しかし彼の中の、戦う気持ちは折れていない。
そしてアモロ司令官とは違い、スザンヌと話し合う姿勢は見せてくれている。
スザンヌを諫めたパビリオンの指揮官・デシャン。
スザンヌが察するとおり、彼の戦う気持ちは消えていなかった。
彼は決死の覚悟で、この大船団を率いてきた。
敵兵監視の中、リュシーの街までバーレル川を渡ってきたのである。
一刻も早くパビリオン市民に食料と物資を届けるためだった。
デシャンはスザンヌに言う。
「補給船団を安全に渡らせるために、パビリオンからも攻撃部隊を出した」
スザンヌがたずねる。
「どこを攻撃しているのですか?」
「川の北岸にあるグランド国の拠点、レーヌ・サム砦だ」
「確かに。そこから攻撃されたら船は沈められますね」
「そして今日吹いている、上流に向かう西風に乗せて、船を進めたのだ」
それを聞いて、スザンヌが言う。
「でも帰りはどうするのですか?」
デシャンは顔をゆがめながら言う。
「それが問題なのだ。思ったより西風が強すぎる。このままではパビリオンに戻れない。レーヌ・サム砦からの攻撃を食い止める兵たちも、さすがに長い期間までは持たない」
「心配はありません。きっと神のご加護があるはずです」
とスザンヌは言う。
さらにスザンヌはデシャン指揮官に、ずっとモヤモヤしていた疑問をデシャンにぶつけた。

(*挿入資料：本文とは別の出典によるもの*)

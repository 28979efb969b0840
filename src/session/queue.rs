use std::collections::{
    HashSet,
    VecDeque,
};

use tracing::{
    debug,
    info,
    warn,
};

use crate::{
    api::DishApi,
    core::{
        errors::FetchError,
        models::{
            Dish,
            DishFetch,
        },
    },
};

pub const DEFAULT_PREFETCH_TARGET: usize = 2;

/// Requests one fill cycle may spend per missing slot before giving up.
pub const FILL_ATTEMPTS_PER_SLOT: usize = 4;

#[derive(Debug, Clone, Copy, PartialEq, Eq)]
pub enum Offer {
    Added,
    Duplicate,
    Full,
    Invalid,
}

#[derive(Debug)]
pub enum FillOutcome {
    Filled,
    Exhausted,
    BudgetSpent,
    Failed(FetchError),
}

/// Lookahead buffer of dishes waiting to be shown.
#[derive(Debug, Clone)]
pub struct PrefetchQueue {
    entries: VecDeque<Dish>,
    target: usize,
}

impl Default for PrefetchQueue {
    fn default() -> Self {
        Self::new(DEFAULT_PREFETCH_TARGET)
    }
}

impl PrefetchQueue {
    pub fn new(target: usize) -> Self {
        Self { entries: VecDeque::with_capacity(target), target }
    }

    pub fn target(&self) -> usize {
        self.target
    }

    pub fn len(&self) -> usize {
        self.entries.len()
    }

    pub fn is_empty(&self) -> bool {
        self.entries.is_empty()
    }

    pub fn missing(&self) -> usize {
        self.target.saturating_sub(self.entries.len())
    }

    pub fn contains(&self, name: &str) -> bool {
        self.entries.iter().any(|dish| dish.name == name)
    }

    pub fn names(&self) -> Vec<&str> {
        self.entries.iter().map(|dish| dish.name.as_str()).collect()
    }

    /// Appends `dish` unless it is nameless, already queued, or the queue is full.
    pub fn offer(&mut self, dish: Dish) -> Offer {
        if !dish.has_valid_name() {
            return Offer::Invalid;
        }
        if self.contains(&dish.name) {
            return Offer::Duplicate;
        }
        if self.entries.len() >= self.target {
            return Offer::Full;
        }

        self.entries.push_back(dish);
        Offer::Added
    }

    pub fn take(&mut self) -> Option<Dish> {
        self.entries.pop_front()
    }
}

/// One fill cycle: asks the service for dishes until `needed` new ones were
/// handed to `on_dish`, or the service runs dry or fails.
///
/// Nameless records and names in `known` (or already delivered in this
/// cycle) are skipped. The cycle spends at most
/// `needed * FILL_ATTEMPTS_PER_SLOT` requests.
pub async fn fill_queue(
    api: &dyn DishApi,
    mut known: HashSet<String>,
    needed: usize,
    mut on_dish: impl FnMut(Dish) + Send,
) -> FillOutcome {
    let budget = needed * FILL_ATTEMPTS_PER_SLOT;
    let mut delivered = 0;

    if needed == 0 {
        return FillOutcome::Filled;
    }

    for _ in 0..budget {
        match api.random_dish().await {
            Ok(DishFetch::Dish(dish)) => {
                if !known.insert(dish.name.clone()) {
                    warn!("Received duplicate dish: {}", dish.name);
                    continue;
                }

                debug!("Prefetched dish: {}", dish.name);
                on_dish(dish);
                delivered += 1;

                if delivered >= needed {
                    return FillOutcome::Filled;
                }
            }
            Ok(DishFetch::Exhausted) => {
                info!("No more dishes available for caching");
                return FillOutcome::Exhausted;
            }
            Err(FetchError::Malformed(reason)) => {
                warn!("Received invalid dish data: {reason}");
            }
            Err(error) => {
                warn!("Error preloading dishes: {error}");
                return FillOutcome::Failed(error);
            }
        }
    }

    warn!("Gave up preloading after {budget} requests, {delivered}/{needed} dishes found");
    FillOutcome::BudgetSpent
}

「補給部隊に南周りのルートをアモロ隊長に命じたのはあなたですか?」
「そうだ」
とデシャン。
スザンヌが聞く。
「グランド国の砦を攻めようとは思わないのですか?」
「そうだ。今は市民への補給が最優先だ」
「しかし、天からの声のお導きのほうが、あなた方の司令よりも、ずっと賢明で的確です」
デシャンがムッとした顔をする。
スザンヌは、かまわず続ける。
「あなたは心配なさいますが、神様はパビリオンの市民を憐れみ給います。必ず、救いの手をさしのべてくださるのです」
そうスザンヌが言うと。すうっと、さわやかな風が流れてきた。
デシャンのほおをひんやりとなでて、流れていく。
さきほどまでと逆の風が、しだいに流れ始めていた。
風はどんどん強くなる。
パビリオンに戻るための、東向きの風がやって来たのだ。
「なんと! 奇跡だ……」
デシャンがつぶやく。
この乙女が起こした奇跡なのか、それとも神の意思なのか……?
それとも……魔女?
デシャンは混乱していた。
この乙女は普通の少女ではない。
おそろしい力を持っている可能性がある。
しかし、デシャンは怖れていた。
この乙女は戦いにはやっている。
何をしでかすか、わからない……。